0 Comments

ASOS forecast fiscal 2026 profit to be largely below analysts’ expectations on Friday, as weak consumer demand weighs on the British fast fashion retailer amid its efforts to check costs and revive the brand’s appeal.

The firm is undergoing turnaround efforts to bolster income through cost-saving measures, such as inventory reduction and restructuring, as it also works to revive its fast-fashion appeal among its core base of shoppers in their 20s.

The company expects adjusted core profit for fiscal 2026 between 150 million pounds and 180 million pounds ($196.22 million and $235.46 million).

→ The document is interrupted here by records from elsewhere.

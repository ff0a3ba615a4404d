//! Date and timestamp transforms

use chrono::{DateTime, NaiveDate, NaiveDateTime, SecondsFormat, TimeZone, Utc};
use chrono_tz::Tz;
use std::fmt::Write;

use crate::models::{Row, TransformOptions, Value};

const DEFAULT_OUTPUT_FORMAT: &str = "yyyy-MM-dd";

/// Formats tried in order when no explicit input format is configured.
/// Month-first wins over day-first for ambiguous slashes.
const FREE_FORM_DATETIMES: &[&str] = &[
    "%Y-%m-%dT%H:%M:%S%.f",
    "%Y-%m-%dT%H:%M:%S",
    "%Y-%m-%d %H:%M:%S",
    "%Y-%m-%d %H:%M",
    "%m/%d/%Y %H:%M:%S",
    "%m/%d/%Y %H:%M",
];

const FREE_FORM_DATES: &[&str] = &[
    "%Y-%m-%d",
    "%Y/%m/%d",
    "%m/%d/%Y",
    "%m-%d-%Y",
    "%m/%d/%y",
    "%d.%m.%Y",
    "%B %d, %Y",
    "%b %d, %Y",
    "%B %d %Y",
    "%b %d %Y",
    "%d %B %Y",
    "%d %b %Y",
    "%A, %B %d, %Y",
    "%Y%m%d",
];

/// Translate a `yyyy-MM-dd`-style pattern into a chrono strftime string.
///
/// Patterns that already contain `%` are taken to be strftime and returned
/// unchanged. Text in single quotes is copied literally.
pub fn to_strftime(pattern: &str) -> String {
    if pattern.contains('%') {
        return pattern.to_string();
    }

    let chars: Vec<char> = pattern.chars().collect();
    let mut out = String::with_capacity(pattern.len() * 2);
    let mut i = 0;
    while i < chars.len() {
        let c = chars[i];
        if c == '\'' {
            i += 1;
            while i < chars.len() && chars[i] != '\'' {
                out.push(chars[i]);
                i += 1;
            }
            i += 1;
            continue;
        }

        let mut run = 1;
        while i + run < chars.len() && chars[i + run] == c {
            run += 1;
        }

        let token = match (c, run) {
            ('y', 2) => Some("%y"),
            ('y', _) => Some("%Y"),
            ('M', 1) => Some("%-m"),
            ('M', 2) => Some("%m"),
            ('M', 3) => Some("%b"),
            ('M', _) => Some("%B"),
            ('d', 1) => Some("%-d"),
            ('d', _) => Some("%d"),
            ('H', 1) => Some("%-H"),
            ('H', _) => Some("%H"),
            ('h', 1) => Some("%-I"),
            ('h', _) => Some("%I"),
            ('m', 1) => Some("%-M"),
            ('m', _) => Some("%M"),
            ('s', _) => Some("%S"),
            ('a', _) => Some("%p"),
            ('E', 1..=3) => Some("%a"),
            ('E', _) => Some("%A"),
            _ => None,
        };

        match token {
            Some(t) => out.push_str(t),
            None => {
                for _ in 0..run {
                    out.push(c);
                }
            }
        }
        i += run;
    }
    out
}

fn parse_with(text: &str, fmt: &str) -> Option<NaiveDateTime> {
    NaiveDateTime::parse_from_str(text, fmt)
        .ok()
        .or_else(|| {
            NaiveDate::parse_from_str(text, fmt)
                .ok()
                .and_then(|d| d.and_hms_opt(0, 0, 0))
        })
}

fn parse_free_form(text: &str) -> Option<NaiveDateTime> {
    if let Ok(dt) = DateTime::parse_from_rfc3339(text) {
        return Some(dt.naive_local());
    }
    FREE_FORM_DATETIMES
        .iter()
        .find_map(|fmt| NaiveDateTime::parse_from_str(text, fmt).ok())
        .or_else(|| {
            FREE_FORM_DATES.iter().find_map(|fmt| {
                NaiveDate::parse_from_str(text, fmt)
                    .ok()
                    .and_then(|d| d.and_hms_opt(0, 0, 0))
            })
        })
}

/// Render with a possibly user-supplied format without ever panicking
fn render(dt: &NaiveDateTime, strftime: &str) -> Option<String> {
    let mut out = String::new();
    write!(out, "{}", dt.format(strftime)).ok()?;
    Some(out)
}

pub fn date_parse(value: &Value, options: &TransformOptions, _row: &Row) -> Value {
    let Value::String(raw) = value else {
        return value.clone();
    };
    let text = raw.trim();
    if text.is_empty() {
        return value.clone();
    }

    let parsed = match options.input_format.as_deref() {
        Some(fmt) => parse_with(text, &to_strftime(fmt)),
        None => parse_free_form(text),
    };

    let output = to_strftime(options.output_format.as_deref().unwrap_or(DEFAULT_OUTPUT_FORMAT));
    parsed
        .and_then(|dt| render(&dt, &output))
        .map(Value::String)
        .unwrap_or_else(|| value.clone())
}

const OFFSET_FORMATS: &[&str] = &[
    "%Y-%m-%d %H:%M:%S%z",
    "%Y-%m-%d %H:%M:%S %z",
    "%Y-%m-%dT%H:%M:%S%z",
    "%Y-%m-%d %H:%M%z",
    "%Y-%m-%dT%H:%M%z",
];

fn parse_offset_aware(text: &str) -> Option<DateTime<Utc>> {
    if let Ok(dt) = DateTime::parse_from_rfc3339(text) {
        return Some(dt.with_timezone(&Utc));
    }
    if let Ok(dt) = DateTime::parse_from_rfc2822(text) {
        return Some(dt.with_timezone(&Utc));
    }
    OFFSET_FORMATS
        .iter()
        .find_map(|fmt| DateTime::parse_from_str(text, fmt).ok())
        .map(|dt| dt.with_timezone(&Utc))
}

fn parse_in_zone(text: &str, zone: &str) -> Option<DateTime<Utc>> {
    let tz: Tz = zone.parse().ok()?;
    let naive = FREE_FORM_DATETIMES
        .iter()
        .find_map(|fmt| NaiveDateTime::parse_from_str(text, fmt).ok())?;
    tz.from_local_datetime(&naive)
        .earliest()
        .map(|dt| dt.with_timezone(&Utc))
}

/// Offset-aware timestamp -> `YYYY-MM-DDTHH:MM:SSZ`.
///
/// Timestamps without an offset are only converted when `sourceTimezone` names
/// an IANA zone; otherwise they pass through.
pub fn timezone_to_utc(value: &Value, options: &TransformOptions, _row: &Row) -> Value {
    let Value::String(raw) = value else {
        return value.clone();
    };
    let text = raw.trim();

    parse_offset_aware(text)
        .or_else(|| {
            options
                .source_timezone
                .as_deref()
                .and_then(|zone| parse_in_zone(text, zone))
        })
        .map(|utc| Value::String(utc.to_rfc3339_opts(SecondsFormat::Secs, true)))
        .unwrap_or_else(|| value.clone())
}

However, at the midpoint of 165 million pounds, that is below analysts’ average expectation of 173 million pounds, according to a company-compiled poll.

In the UK, the group’s biggest market, many Britons are delaying non-essential purchases amid sticky inflation and a high cost of living, waiting for Black Friday deals and the budget, which is adding to the pressure.

Adjusted core profit stood at 131.6 million pounds for the full year to August 31, missing estimates of 138 million pounds.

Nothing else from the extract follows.